The enigmatic ¡NO! entity has been lingering on the fringes of Dublin’s musical underground of the last 3-4 years, sporadically birthing a handful of CDR, cassette and download releases, and conducting dedicated “Concrete Soup” events of noise and collaboration. Whether by accident or willful obliqueness, the group’s search-engine repellent name and stealthy operations ensured that it remained somewhat of an obscurity. Now in collaboration with Little Gem records, the group finds itself slightly above radar with a beautifully presented 12” vinyl release (which was heralded by an unequivocally low fidelity launch gig poster – some would be mean-spirited and simply call it shit – I will resist).
This is the tenth ¡NO! release and second full-length album. 2015’s self-titled debut was a revelation – from the animated dispatches of MAPSTAINS to the Psilocybin flutters of SKELETALIA – this was an album laced in the juicy fruits of incendiary eclecticism, and one that got heavy rotation around these ears.

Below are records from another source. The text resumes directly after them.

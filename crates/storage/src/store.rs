// SPDX-License-Identifier: BUSL-1.1
// Copyright (c) 2026 Alfred Jean LLC

//! State-store contract.

use crate::error::StoreError;
use async_trait::async_trait;
use std::time::Duration;

/// Sort order for ordered-set reads.
#[derive(Debug, Clone, Copy, PartialEq, Eq)]
pub enum Order {
    /// Lowest score first; ties by member ascending.
    Asc,
    /// Highest score first; ties by member descending.
    Desc,
}

/// One write in a pipelined batch.
#[derive(Debug, Clone)]
pub enum Op {
    Set { key: String, value: String },
    SetEx { key: String, value: String, ttl: Duration },
    Del { key: String },
    HSet { key: String, field: String, value: String },
    ZAdd { key: String, member: String, score: f64 },
    ZRem { key: String, member: String },
    Expire { key: String, ttl: Duration },
}

/// Key-value/queue backend behind every repository.
///
/// Backend failures surface as [`StoreError::Transport`]; higher layers
/// decide whether to retry, skip a tick, or fail a job.
#[async_trait]
pub trait StateStore: Send + Sync + 'static {
    async fn get(&self, key: &str) -> Result<Option<String>, StoreError>;
    async fn set(&self, key: &str, value: &str) -> Result<(), StoreError>;
    async fn set_ex(&self, key: &str, value: &str, ttl: Duration) -> Result<(), StoreError>;

    /// Atomic set-if-absent with TTL. Returns whether this caller set the key.
    async fn set_nx_ex(&self, key: &str, value: &str, ttl: Duration)
        -> Result<bool, StoreError>;

    async fn del(&self, key: &str) -> Result<(), StoreError>;
    async fn exists(&self, key: &str) -> Result<bool, StoreError>;

    /// Atomic increment; missing keys start at 0.
    async fn incr(&self, key: &str) -> Result<i64, StoreError>;

    async fn expire(&self, key: &str, ttl: Duration) -> Result<(), StoreError>;

    /// Remaining TTL. `None` when the key is missing or has no expiry.
    async fn ttl(&self, key: &str) -> Result<Option<Duration>, StoreError>;

    async fn hget(&self, key: &str, field: &str) -> Result<Option<String>, StoreError>;
    async fn hset(&self, key: &str, field: &str, value: &str) -> Result<(), StoreError>;

    async fn zadd(&self, key: &str, member: &str, score: f64) -> Result<(), StoreError>;

    /// Atomic remove. Returns whether the member was present; the losing
    /// side of a dequeue race observes `false`.
    async fn zrem(&self, key: &str, member: &str) -> Result<bool, StoreError>;

    async fn zcard(&self, key: &str) -> Result<u64, StoreError>;

    /// Members in score order. `limit == 0` returns the whole set.
    async fn zrange(
        &self,
        key: &str,
        limit: usize,
        order: Order,
    ) -> Result<Vec<String>, StoreError>;

    /// Apply a batch of writes in one round trip.
    async fn pipeline(&self, ops: Vec<Op>) -> Result<(), StoreError>;
}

SEDIMENTS is a reduction in many ways. Gone are the barbs of post-punk and dribbles of Faustian zeal, and the album is very singular in its focus. Four separate pieces of music are constructed in such a way that the whole record can be taken more or less as one 39-minute soundtrack.
LONE AND LEVEL SANDS lurks with a deceptive ambience of bass undulation and overlapping cymbal whispers, while a noir sax meander and squawk teases the possibility that this could break into either Albert Ayler dissonance or Bernard Herrmann ‘Taxi Driver’ sleaze. It does neither, unfolding instead as a large amorphous composite of invocation and trepidation as it spills over into ONLY THE WIND’S HOME. Here, something ceremonial about the chiming intro and cymbal washes ratifies the micro-industrial flow and minimal jazz melody of the next 12 minutes. On the flipside, SINISTRA offers something more strobing and caustic, with a studious nod to a spectrum of early 70s Germanic audio experiments. Of the 4 pieces on the album, this has most in common with the material on the debut. OVER THE LAST SKYSCRAPER A SILENT is led by rattling percussion in loosest possible sense, and covertly layered elements eventually sneak up into the mix, merging with one final extemporised sax passage at the album’s conclusion.

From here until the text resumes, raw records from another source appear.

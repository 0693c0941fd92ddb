// SPDX-License-Identifier: BUSL-1.1
// Copyright (c) 2026 Alfred Jean LLC

//! Result writer: persists scraped records to the product database.

use crate::error::NodeError;
use crate::node::{NodeContext, TypedNode, TypedOutput};
use async_trait::async_trait;
use serde::{Deserialize, Serialize};
use sweep_adapters::{ProductRecord, ProductStore};

pub struct WriteResults<P> {
    products: P,
}

#[derive(Debug, Default, Deserialize)]
pub struct WriteResultsConfig {}

#[derive(Debug, Serialize)]
pub struct WriteResultsOutput {
    pub written: u64,
}

impl<P: ProductStore> WriteResults<P> {
    pub fn new(products: P) -> Self {
        Self { products }
    }
}

#[async_trait]
impl<P: ProductStore> TypedNode for WriteResults<P> {
    type Config = WriteResultsConfig;
    type Output = WriteResultsOutput;

    async fn run(
        &self,
        _config: Self::Config,
        ctx: &NodeContext,
    ) -> Result<TypedOutput<Self::Output>, NodeError> {
        // Records stashed by the extract nodes; taking them keeps a
        // continuation job from re-writing this run's batch.
        let records: Vec<ProductRecord> = match ctx.shared.take("scraped_records") {
            Some(value) => serde_json::from_value(value)
                .map_err(|e| NodeError::Failed(format!("corrupt scraped_records: {e}")))?,
            None => Vec::new(),
        };

        if records.is_empty() {
            return Ok(TypedOutput::new(WriteResultsOutput { written: 0 }));
        }

        let written = self.products.upsert_products(&ctx.platform, &records).await?;
        tracing::info!(platform = %ctx.platform, written, "scraped records persisted");
        Ok(TypedOutput::new(WriteResultsOutput { written }))
    }
}

#[cfg(test)]
#[path = "writer_tests.rs"]
mod tests;
// SPDX-License-Identifier: BUSL-1.1
// Copyright (c) 2026 Alfred Jean LLC

use super::*;

const UPDATE_FLOW: &str = r#"
workflow "gmarket-update-v2" {
  start_node = "load_products"

  node "load_products" {
    type       = "extract_by_product_set"
    config     = { sale_status = "${sale_status}", limit = "${limit}" }
    next_nodes = ["write_results"]

    retry {
      max_attempts = 3
      backoff_ms   = 1000
    }
  }

  node "write_results" {
    type = "write_results"
  }
}
"#;

#[test]
fn parses_nodes_edges_and_retry() {
    let def = parse_workflow(UPDATE_FLOW).unwrap();

    assert_eq!(def.id, "gmarket-update-v2");
    assert_eq!(def.start_node, NodeId::new("load_products"));
    assert_eq!(def.node_count(), 2);

    let load = def.node(&NodeId::new("load_products")).unwrap();
    assert_eq!(load.node_type, "extract_by_product_set");
    assert_eq!(load.next_nodes, vec![NodeId::new("write_results")]);
    let retry = load.retry.unwrap();
    assert_eq!(retry.max_attempts, 3);
    assert_eq!(retry.backoff_ms, 1000);

    // Template strings survive parsing for the engine to resolve.
    assert_eq!(load.config["sale_status"], Value::String("${sale_status}".into()));
}

#[test]
fn optional_fields_default() {
    let def = parse_workflow(UPDATE_FLOW).unwrap();
    let write = def.node(&NodeId::new("write_results")).unwrap();

    assert!(write.next_nodes.is_empty());
    assert!(write.retry.is_none());
    assert_eq!(write.config, Value::Object(serde_json::Map::new()));
    assert_eq!(write.retry_policy().max_attempts, 1);
}

#[test]
fn config_values_keep_their_types() {
    let def = parse_workflow(
        r#"
        workflow "typed" {
          start_node = "n"
          node "n" {
            type   = "set_values"
            config = { count = 3, enabled = true, name = "x", tags = ["a", "b"] }
          }
        }
        "#,
    )
    .unwrap();

    let config = &def.node(&NodeId::new("n")).unwrap().config;
    assert_eq!(config["count"], Value::from(3));
    assert_eq!(config["enabled"], Value::Bool(true));
    assert_eq!(config["name"], Value::String("x".into()));
    assert_eq!(config["tags"], serde_json::json!(["a", "b"]));
}

#[test]
fn empty_document_is_rejected() {
    assert!(matches!(parse_workflow(""), Err(WorkflowError::Parse(_) | WorkflowError::Invalid { .. })));
}

#[test]
fn two_workflow_blocks_are_rejected() {
    let err = parse_workflow(
        r#"
        workflow "a" {
          start_node = "n"
          node "n" { type = "set_values" }
        }
        workflow "b" {
          start_node = "n"
          node "n" { type = "set_values" }
        }
        "#,
    )
    .unwrap_err();
    assert!(err.to_string().contains("more than one"));
}

#[test]
fn invalid_graph_fails_at_parse_time() {
    let err = parse_workflow(
        r#"
        workflow "broken" {
          start_node = "n"
          node "n" {
            type       = "set_values"
            next_nodes = ["missing"]
          }
        }
        "#,
    )
    .unwrap_err();
    assert!(matches!(err, WorkflowError::Invalid { .. }));
}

Although minimalism and sonic distillation are the prime tools here, nothing in the end result is filtered to the point of being deficient or threadbare. So much informs the approach SEDIMENTS takes to its noise that there’s substance in the moments where very little seems to be happening. While the debut remains the greater broad-stroke of adventure into sound, SEDIMENTS is clearly the result of extensive group improvisation – intuitively elbowing around in the dark for all that this immersive process offers. For best results, play loud and treat it as one straight listen rather than 4 separate tracks.
Not appearing at a wedding near you any time soon.